Rencana besar tersebut disampaikan langsung oleh Dedi Mulyadi saat menghadiri Kirab Budaya Tatar Pasundan di kawasan Alun-Alun Karawang. Di hadapan ribuan masyarakat yang memadati lokasi acara, KDM menegaskan bahwa penataan pusat kota akan dilakukan bersama Pemerintah Kabupaten Karawang demi menghadirkan wajah kota yang lebih nyaman, indah, dan membanggakan masyarakat.
Salah satu proyek yang paling menyita perhatian publik ialah pembangunan kawasan “Pelataran Cinta” yang akan membentang dari Stasiun Karawang hingga Alun-Alun Karawang. Proyek tersebut disebut akan menjadi ikon baru ruang publik di Karawang dan ditargetkan mulai direalisasikan pada awal tahun 2027.
“Karawang harus punya identitas kuat. Kota ini tidak hanya berkembang secara industri, tetapi juga harus memiliki wajah budaya dan ruang publik yang nyaman untuk masyarakat,” ujar Dedi Mulyadi dalam sambutannya.
Tak hanya mempercantik kawasan kota, Dedi juga menyoroti persoalan kabel utilitas yang selama ini dinilai membuat kawasan Jalan Tuparev terlihat semrawut.

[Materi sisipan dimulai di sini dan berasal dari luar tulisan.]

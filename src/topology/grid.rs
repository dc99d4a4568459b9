//! Grid layout calculation.
//!
//! Turns a [`Layout`] into device counts per axis, the spacing between
//! neighbouring devices and the margin to the area boundary. Devices sit on a
//! regular lattice offset by half a spacing from the origin, so no device is
//! placed exactly on the edge of the area.

use crate::config::Layout;
use crate::utils::validation::Validation;
use std::fmt;

/// Meters per kilometer
const METERS_PER_KM: f64 = 1000.0;

/// Resolved grid geometry
#[derive(Debug, Clone, PartialEq)]
pub struct GridLayout {
    /// Devices along the X axis
    pub count_x: usize,
    /// Devices along the Y axis
    pub count_y: usize,
    /// Distance between adjacent devices in meters
    pub spacing: f64,
    /// Distance between the outermost devices and the area boundary in meters
    pub edge_offset: f64,
    /// Physical area width in meters
    pub width_m: f64,
    /// Physical area height in meters
    pub height_m: f64,
    /// Area in square kilometers, as configured
    pub area_sq_km: f64,
    /// Shape of the area, used for the summary
    pub shape: Shape,
}

#[derive(Debug, Clone, Copy, PartialEq, Eq)]
pub enum Shape {
    Rectangle,
    Square,
}

/// Grid calculation errors
#[derive(Debug, thiserror::Error, PartialEq)]
pub enum LayoutError {
    #[error("{axis} axis would hold {count} devices, expected a positive whole number")]
    FractionalCount { axis: char, count: f64 },
    #[error("Square grid needs at least one device, got {0}")]
    EmptySquare(u64),
    #[error("Grid of {count_x} x {count_y} devices is too large to generate")]
    TooLarge { count_x: usize, count_y: usize },
    #[error("{name} must be a positive number, got {value}")]
    NonPositive { name: &'static str, value: f64 },
}

/// Round half to even, the rule used for every real-to-integer conversion in
/// the generated output
pub fn round_half_even(value: f64) -> i64 {
    value.round_ties_even() as i64
}

impl GridLayout {
    /// Compute the grid for any layout mode.
    ///
    /// Returns the grid together with the outcome of the count check: a
    /// square layout whose requested count is not a perfect square yields a
    /// warning and realizes the nearest perfect square instead.
    pub fn from_layout(layout: &Layout) -> Result<(GridLayout, Validation), LayoutError> {
        match layout {
            Layout::Rectangle { x_size_km, y_size_km, edge_devices_per_km } => {
                let grid = Self::rectangle(*x_size_km, *y_size_km, *edge_devices_per_km)?;
                Ok((grid, Validation::Ok))
            }
            Layout::Square { edge_devices_total, area_sq_km } => {
                Self::square(*edge_devices_total, *area_sq_km)
            }
        }
    }

    /// Rectangle sized in kilometers with `per_km` devices per kilometer on
    /// both axes
    pub fn rectangle(x_size_km: f64, y_size_km: f64, per_km: f64) -> Result<GridLayout, LayoutError> {
        positive("x_size_km", x_size_km)?;
        positive("y_size_km", y_size_km)?;
        positive("edge_devices_per_km", per_km)?;

        let count_x = whole_count('X', x_size_km * per_km)?;
        let count_y = whole_count('Y', y_size_km * per_km)?;
        checked_total(count_x, count_y)?;

        let spacing = METERS_PER_KM / per_km;

        Ok(GridLayout {
            count_x,
            count_y,
            spacing,
            edge_offset: spacing / 2.0,
            width_m: x_size_km * METERS_PER_KM,
            height_m: y_size_km * METERS_PER_KM,
            area_sq_km: x_size_km * y_size_km,
            shape: Shape::Rectangle,
        })
    }

    /// Square of `area_sq_km` holding roughly `requested` devices
    pub fn square(requested: u64, area_sq_km: f64) -> Result<(GridLayout, Validation), LayoutError> {
        positive("area_sq_km", area_sq_km)?;

        let side = round_half_even((requested as f64).sqrt());
        if side < 1 {
            return Err(LayoutError::EmptySquare(requested));
        }
        let side = usize::try_from(side)
            .map_err(|_| LayoutError::TooLarge { count_x: usize::MAX, count_y: usize::MAX })?;
        let realized = checked_total(side, side)? as u64;

        let validation = if realized != requested {
            Validation::Warning(format!(
                "Generating {} edge devices instead of the requested {} ({} is not a perfect square)",
                realized, requested, requested
            ))
        } else {
            Validation::Ok
        };

        let size_m = area_sq_km.sqrt() * METERS_PER_KM;
        let spacing = size_m / side as f64;

        let grid = GridLayout {
            count_x: side,
            count_y: side,
            spacing,
            edge_offset: spacing / 2.0,
            width_m: size_m,
            height_m: size_m,
            area_sq_km,
            shape: Shape::Square,
        };
        Ok((grid, validation))
    }

    /// Number of devices on the grid, checked against overflow on construction
    pub fn total(&self) -> usize {
        self.count_x * self.count_y
    }

    /// Row-major index of cell `(ix, iy)`, X outer and Y inner
    pub fn linear_index(&self, ix: usize, iy: usize) -> usize {
        ix * self.count_y + iy
    }

    /// Position of cell `(ix, iy)` in whole meters
    pub fn position(&self, ix: usize, iy: usize) -> (i64, i64) {
        (
            round_half_even(ix as f64 * self.spacing + self.edge_offset),
            round_half_even(iy as f64 * self.spacing + self.edge_offset),
        )
    }

    /// Area width and height rounded to whole meters
    pub fn dimensions(&self) -> (i64, i64) {
        (round_half_even(self.width_m), round_half_even(self.height_m))
    }
}

impl fmt::Display for GridLayout {
    fn fmt(&self, f: &mut fmt::Formatter<'_>) -> fmt::Result {
        let (width, height) = self.dimensions();
        let (shape, approx) = match self.shape {
            Shape::Rectangle => ("rectangle", "="),
            Shape::Square => ("square", "~"),
        };
        writeln!(
            f,
            "Generating {}*{}={} edge devices in a {} of {}m*{}m ({}{} square km)",
            self.count_x,
            self.count_y,
            self.total(),
            shape,
            width,
            height,
            approx,
            self.area_sq_km
        )?;
        writeln!(f, "Distance between edge devices: {:.2}m", self.spacing)?;
        write!(
            f,
            "Distance between edge devices and edge of the area: {:.2}m",
            self.edge_offset
        )
    }
}

fn positive(name: &'static str, value: f64) -> Result<(), LayoutError> {
    if value.is_finite() && value > 0.0 {
        Ok(())
    } else {
        Err(LayoutError::NonPositive { name, value })
    }
}

fn checked_total(count_x: usize, count_y: usize) -> Result<usize, LayoutError> {
    count_x
        .checked_mul(count_y)
        .ok_or(LayoutError::TooLarge { count_x, count_y })
}

fn whole_count(axis: char, count: f64) -> Result<usize, LayoutError> {
    let rounded = count.round();
    if (count - rounded).abs() > 1e-9 || rounded < 1.0 {
        return Err(LayoutError::FractionalCount { axis, count });
    }
    Ok(rounded as usize)
}
//! HTTP client module with retry logic and error handling.

mod client;
mod retry;

pub use client::HttpClient;
pub use retry::{MAX_RETRIES, NonRetryableError, RETRY_DELAY_MS, check_retryable, classify_error};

Ia mengaku telah berbicara langsung dengan pihak PLN, agar kabel-kabel listrik di kawasan tersebut nantinya ditanam di bawah tanah guna menciptakan tata kota yang lebih bersih dan modern.
Selain itu, bangunan pertokoan di sepanjang Jalan Tuparev juga direncanakan akan ditata dengan desain yang seragam. Konsep arsitektur kawasan akan mengusung nuansa kota tua khas Sunda yang dipadukan dengan sentuhan modern, sehingga diharapkan mampu menghadirkan daya tarik wisata baru di Jawa Barat.
Langkah besar ini dinilai menjadi bagian dari visi Dedi Mulyadi dalam membangun kota-kota di Jawa Barat agar tidak kehilangan identitas budaya di tengah pesatnya pembangunan urban dan industri.
Menurutnya, penataan kota bukan sekadar soal estetika visual, tetapi juga menyangkut pembangunan karakter daerah, kenyamanan masyarakat, hingga penguatan nilai sejarah dan budaya lokal.
Dengan konsep tersebut, Karawang diproyeksikan tidak hanya dikenal sebagai kawasan industri nasional, tetapi juga sebagai kota budaya modern yang memiliki ruang publik humanis dan berkelas.